#### DIRECTIONS:
Lines holding the string "find": copy each one from the listing below.

*** EXCERPTED RECORDS Section Begins ***

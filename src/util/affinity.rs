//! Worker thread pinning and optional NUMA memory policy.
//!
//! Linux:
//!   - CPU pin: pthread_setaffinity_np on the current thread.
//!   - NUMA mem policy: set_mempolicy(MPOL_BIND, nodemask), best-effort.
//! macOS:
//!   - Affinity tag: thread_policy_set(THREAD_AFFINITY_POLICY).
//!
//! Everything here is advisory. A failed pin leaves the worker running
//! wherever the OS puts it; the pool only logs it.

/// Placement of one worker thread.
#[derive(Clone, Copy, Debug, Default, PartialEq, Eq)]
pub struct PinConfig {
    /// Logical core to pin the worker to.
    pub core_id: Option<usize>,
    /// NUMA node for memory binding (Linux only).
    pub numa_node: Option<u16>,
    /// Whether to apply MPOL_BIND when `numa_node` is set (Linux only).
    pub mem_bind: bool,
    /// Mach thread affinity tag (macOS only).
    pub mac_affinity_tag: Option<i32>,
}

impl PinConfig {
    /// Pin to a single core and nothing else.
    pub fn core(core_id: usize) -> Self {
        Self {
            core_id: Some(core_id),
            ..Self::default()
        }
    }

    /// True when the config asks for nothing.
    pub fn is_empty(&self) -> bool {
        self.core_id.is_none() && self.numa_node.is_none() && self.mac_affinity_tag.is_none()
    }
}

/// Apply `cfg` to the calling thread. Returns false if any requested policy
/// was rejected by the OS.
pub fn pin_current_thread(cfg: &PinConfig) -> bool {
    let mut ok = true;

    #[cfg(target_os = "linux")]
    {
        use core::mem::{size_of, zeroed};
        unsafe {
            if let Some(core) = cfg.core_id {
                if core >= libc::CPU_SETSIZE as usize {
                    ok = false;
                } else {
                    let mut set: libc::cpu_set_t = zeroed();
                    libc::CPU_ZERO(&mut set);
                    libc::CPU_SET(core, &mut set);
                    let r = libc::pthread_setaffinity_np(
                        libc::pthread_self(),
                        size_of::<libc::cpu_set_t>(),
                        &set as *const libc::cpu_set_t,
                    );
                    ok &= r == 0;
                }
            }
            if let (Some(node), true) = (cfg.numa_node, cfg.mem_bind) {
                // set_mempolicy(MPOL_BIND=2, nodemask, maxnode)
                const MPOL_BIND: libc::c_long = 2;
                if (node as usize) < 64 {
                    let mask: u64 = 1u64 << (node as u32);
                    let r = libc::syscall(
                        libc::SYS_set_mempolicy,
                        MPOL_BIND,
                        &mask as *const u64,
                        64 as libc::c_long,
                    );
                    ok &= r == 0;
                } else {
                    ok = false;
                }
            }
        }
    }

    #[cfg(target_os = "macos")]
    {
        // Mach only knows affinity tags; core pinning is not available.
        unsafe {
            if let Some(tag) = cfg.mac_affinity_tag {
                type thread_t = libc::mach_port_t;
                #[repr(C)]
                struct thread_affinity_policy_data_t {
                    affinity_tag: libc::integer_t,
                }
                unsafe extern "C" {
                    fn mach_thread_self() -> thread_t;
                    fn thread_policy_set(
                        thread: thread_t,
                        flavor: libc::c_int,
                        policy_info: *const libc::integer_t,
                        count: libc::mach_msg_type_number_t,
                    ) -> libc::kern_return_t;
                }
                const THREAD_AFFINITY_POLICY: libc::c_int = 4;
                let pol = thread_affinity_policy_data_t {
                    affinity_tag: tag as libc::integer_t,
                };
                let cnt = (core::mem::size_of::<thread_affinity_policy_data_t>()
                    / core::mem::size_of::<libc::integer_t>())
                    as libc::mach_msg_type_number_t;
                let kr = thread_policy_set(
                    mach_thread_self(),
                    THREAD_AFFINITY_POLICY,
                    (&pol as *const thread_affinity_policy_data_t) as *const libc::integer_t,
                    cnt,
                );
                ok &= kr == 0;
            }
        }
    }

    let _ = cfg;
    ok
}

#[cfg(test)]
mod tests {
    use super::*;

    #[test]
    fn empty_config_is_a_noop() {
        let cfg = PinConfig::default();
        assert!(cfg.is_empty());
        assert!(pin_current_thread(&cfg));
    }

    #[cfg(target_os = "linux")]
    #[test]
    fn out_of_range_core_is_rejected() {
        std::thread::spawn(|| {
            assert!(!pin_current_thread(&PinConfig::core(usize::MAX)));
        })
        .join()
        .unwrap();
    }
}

*** EXCERPTED RECORDS Section Ends ***
*** EXCERPTED RECORDS Section Begins ***

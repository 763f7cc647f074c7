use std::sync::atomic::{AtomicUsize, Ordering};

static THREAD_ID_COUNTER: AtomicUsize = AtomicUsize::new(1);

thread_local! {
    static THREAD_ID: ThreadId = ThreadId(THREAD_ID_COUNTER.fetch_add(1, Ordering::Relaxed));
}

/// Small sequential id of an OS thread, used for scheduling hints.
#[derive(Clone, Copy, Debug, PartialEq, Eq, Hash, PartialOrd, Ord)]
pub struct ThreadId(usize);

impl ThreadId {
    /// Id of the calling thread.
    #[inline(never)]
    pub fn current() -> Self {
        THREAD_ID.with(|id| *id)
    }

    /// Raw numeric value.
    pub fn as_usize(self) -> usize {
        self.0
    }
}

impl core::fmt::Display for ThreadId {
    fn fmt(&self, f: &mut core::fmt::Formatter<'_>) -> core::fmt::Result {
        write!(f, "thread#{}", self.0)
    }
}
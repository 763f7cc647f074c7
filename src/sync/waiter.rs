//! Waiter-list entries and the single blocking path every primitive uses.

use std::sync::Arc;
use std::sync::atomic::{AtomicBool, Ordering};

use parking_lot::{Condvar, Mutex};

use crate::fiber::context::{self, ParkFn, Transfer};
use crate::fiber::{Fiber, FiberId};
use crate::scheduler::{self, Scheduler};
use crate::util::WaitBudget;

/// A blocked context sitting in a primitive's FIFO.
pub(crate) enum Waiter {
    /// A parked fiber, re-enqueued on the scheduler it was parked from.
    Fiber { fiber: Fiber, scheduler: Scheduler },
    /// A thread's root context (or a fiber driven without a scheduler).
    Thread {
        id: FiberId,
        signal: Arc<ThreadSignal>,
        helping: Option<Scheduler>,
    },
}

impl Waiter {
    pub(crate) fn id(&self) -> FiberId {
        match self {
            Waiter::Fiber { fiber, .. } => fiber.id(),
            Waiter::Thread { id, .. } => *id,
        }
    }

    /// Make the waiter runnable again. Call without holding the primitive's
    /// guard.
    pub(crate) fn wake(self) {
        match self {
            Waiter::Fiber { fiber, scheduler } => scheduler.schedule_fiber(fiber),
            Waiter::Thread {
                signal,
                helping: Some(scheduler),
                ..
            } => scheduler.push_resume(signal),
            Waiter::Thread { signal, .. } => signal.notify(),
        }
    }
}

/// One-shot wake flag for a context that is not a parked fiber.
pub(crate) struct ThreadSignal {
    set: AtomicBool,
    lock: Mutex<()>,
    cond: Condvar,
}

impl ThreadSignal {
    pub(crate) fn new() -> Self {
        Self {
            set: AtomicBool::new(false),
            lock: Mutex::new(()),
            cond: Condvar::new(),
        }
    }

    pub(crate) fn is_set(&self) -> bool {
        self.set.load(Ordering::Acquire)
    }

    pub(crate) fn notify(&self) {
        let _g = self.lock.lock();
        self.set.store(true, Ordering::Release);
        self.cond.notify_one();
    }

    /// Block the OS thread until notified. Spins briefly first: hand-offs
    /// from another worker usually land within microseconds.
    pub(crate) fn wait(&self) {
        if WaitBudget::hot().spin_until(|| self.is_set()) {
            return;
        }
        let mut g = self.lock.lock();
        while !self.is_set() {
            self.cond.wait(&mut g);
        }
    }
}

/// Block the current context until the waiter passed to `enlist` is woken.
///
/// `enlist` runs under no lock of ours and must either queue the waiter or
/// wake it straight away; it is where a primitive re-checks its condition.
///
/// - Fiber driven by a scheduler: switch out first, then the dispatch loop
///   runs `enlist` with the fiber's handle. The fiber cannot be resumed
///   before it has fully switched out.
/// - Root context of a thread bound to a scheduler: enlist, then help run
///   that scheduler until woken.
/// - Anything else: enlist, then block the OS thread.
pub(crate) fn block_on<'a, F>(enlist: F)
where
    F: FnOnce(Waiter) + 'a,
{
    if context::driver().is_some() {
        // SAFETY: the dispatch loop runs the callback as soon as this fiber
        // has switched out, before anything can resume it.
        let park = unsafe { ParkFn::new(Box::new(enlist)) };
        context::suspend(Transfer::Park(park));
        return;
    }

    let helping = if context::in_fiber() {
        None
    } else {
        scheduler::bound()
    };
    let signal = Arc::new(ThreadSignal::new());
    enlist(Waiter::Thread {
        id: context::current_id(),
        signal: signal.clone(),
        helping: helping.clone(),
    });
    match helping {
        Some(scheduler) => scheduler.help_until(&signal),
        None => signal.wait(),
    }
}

*** EXCERPTED RECORDS Section Ends ***
*** EXCERPTED RECORDS Section Begins ***

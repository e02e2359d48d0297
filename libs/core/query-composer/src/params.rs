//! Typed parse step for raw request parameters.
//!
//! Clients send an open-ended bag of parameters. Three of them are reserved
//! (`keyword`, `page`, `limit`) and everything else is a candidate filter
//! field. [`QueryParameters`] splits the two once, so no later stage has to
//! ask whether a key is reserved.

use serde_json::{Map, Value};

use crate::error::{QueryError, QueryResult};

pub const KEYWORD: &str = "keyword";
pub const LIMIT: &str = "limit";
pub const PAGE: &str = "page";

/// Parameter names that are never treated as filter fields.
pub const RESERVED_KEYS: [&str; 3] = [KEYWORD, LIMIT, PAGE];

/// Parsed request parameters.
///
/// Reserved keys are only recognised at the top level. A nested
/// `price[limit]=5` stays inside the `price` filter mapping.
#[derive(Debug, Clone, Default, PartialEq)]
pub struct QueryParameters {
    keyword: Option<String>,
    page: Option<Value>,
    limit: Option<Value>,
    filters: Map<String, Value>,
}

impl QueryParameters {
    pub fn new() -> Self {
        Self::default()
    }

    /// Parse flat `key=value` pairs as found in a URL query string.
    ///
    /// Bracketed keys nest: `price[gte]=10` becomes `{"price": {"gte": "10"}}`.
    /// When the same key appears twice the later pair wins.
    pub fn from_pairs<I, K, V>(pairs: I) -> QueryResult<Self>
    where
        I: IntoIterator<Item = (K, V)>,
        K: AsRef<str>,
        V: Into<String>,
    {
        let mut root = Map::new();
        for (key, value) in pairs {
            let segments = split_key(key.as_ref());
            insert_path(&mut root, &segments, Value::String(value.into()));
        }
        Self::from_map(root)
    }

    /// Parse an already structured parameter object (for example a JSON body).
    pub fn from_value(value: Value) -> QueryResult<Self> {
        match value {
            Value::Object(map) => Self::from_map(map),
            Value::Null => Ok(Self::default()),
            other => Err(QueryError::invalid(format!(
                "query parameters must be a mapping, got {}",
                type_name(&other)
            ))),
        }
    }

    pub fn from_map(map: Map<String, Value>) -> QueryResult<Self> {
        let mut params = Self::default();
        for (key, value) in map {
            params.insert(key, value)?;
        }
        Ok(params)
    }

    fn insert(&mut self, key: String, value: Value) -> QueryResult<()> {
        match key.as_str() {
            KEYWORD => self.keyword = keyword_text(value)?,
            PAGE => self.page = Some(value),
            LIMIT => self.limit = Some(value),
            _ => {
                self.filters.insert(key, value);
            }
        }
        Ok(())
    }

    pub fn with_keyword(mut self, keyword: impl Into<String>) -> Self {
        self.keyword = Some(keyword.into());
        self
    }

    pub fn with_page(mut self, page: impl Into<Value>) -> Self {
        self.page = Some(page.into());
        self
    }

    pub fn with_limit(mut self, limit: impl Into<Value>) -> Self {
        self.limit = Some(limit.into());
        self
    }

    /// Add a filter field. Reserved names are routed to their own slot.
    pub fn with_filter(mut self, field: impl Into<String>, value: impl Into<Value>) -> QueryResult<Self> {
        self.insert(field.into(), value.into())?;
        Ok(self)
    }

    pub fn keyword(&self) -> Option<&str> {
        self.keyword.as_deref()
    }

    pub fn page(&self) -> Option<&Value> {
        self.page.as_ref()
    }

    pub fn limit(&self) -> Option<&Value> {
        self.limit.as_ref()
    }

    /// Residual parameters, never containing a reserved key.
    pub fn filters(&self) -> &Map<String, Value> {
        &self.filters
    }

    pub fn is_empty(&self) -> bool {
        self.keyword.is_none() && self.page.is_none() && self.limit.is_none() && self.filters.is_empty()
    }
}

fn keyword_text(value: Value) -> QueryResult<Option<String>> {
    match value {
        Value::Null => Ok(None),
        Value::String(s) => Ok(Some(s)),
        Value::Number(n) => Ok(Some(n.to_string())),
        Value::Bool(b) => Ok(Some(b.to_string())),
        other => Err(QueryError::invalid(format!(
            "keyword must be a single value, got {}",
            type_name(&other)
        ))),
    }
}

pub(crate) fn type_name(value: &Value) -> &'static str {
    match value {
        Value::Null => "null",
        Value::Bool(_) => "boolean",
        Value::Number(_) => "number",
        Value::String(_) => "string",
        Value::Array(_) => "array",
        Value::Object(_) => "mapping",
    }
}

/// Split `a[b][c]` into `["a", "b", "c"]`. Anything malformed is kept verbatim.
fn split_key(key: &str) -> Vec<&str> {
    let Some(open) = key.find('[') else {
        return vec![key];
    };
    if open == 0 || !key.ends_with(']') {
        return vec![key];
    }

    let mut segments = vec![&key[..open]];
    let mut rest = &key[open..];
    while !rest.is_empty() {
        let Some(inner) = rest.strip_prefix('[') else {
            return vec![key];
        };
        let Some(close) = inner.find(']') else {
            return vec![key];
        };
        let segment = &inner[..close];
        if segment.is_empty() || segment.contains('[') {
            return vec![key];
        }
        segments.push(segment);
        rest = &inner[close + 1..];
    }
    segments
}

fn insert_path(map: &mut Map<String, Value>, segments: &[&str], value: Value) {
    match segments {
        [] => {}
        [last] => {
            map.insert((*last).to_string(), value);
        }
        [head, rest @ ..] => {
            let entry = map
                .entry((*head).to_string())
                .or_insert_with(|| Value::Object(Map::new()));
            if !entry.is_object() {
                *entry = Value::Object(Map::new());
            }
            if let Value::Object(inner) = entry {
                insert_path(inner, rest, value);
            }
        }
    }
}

*** EXCERPTED RECORDS Section Ends ***

#### EXPECTED ANSWER:
    let Some(open) = key.find('[') else {
        let Some(close) = inner.find(']') else {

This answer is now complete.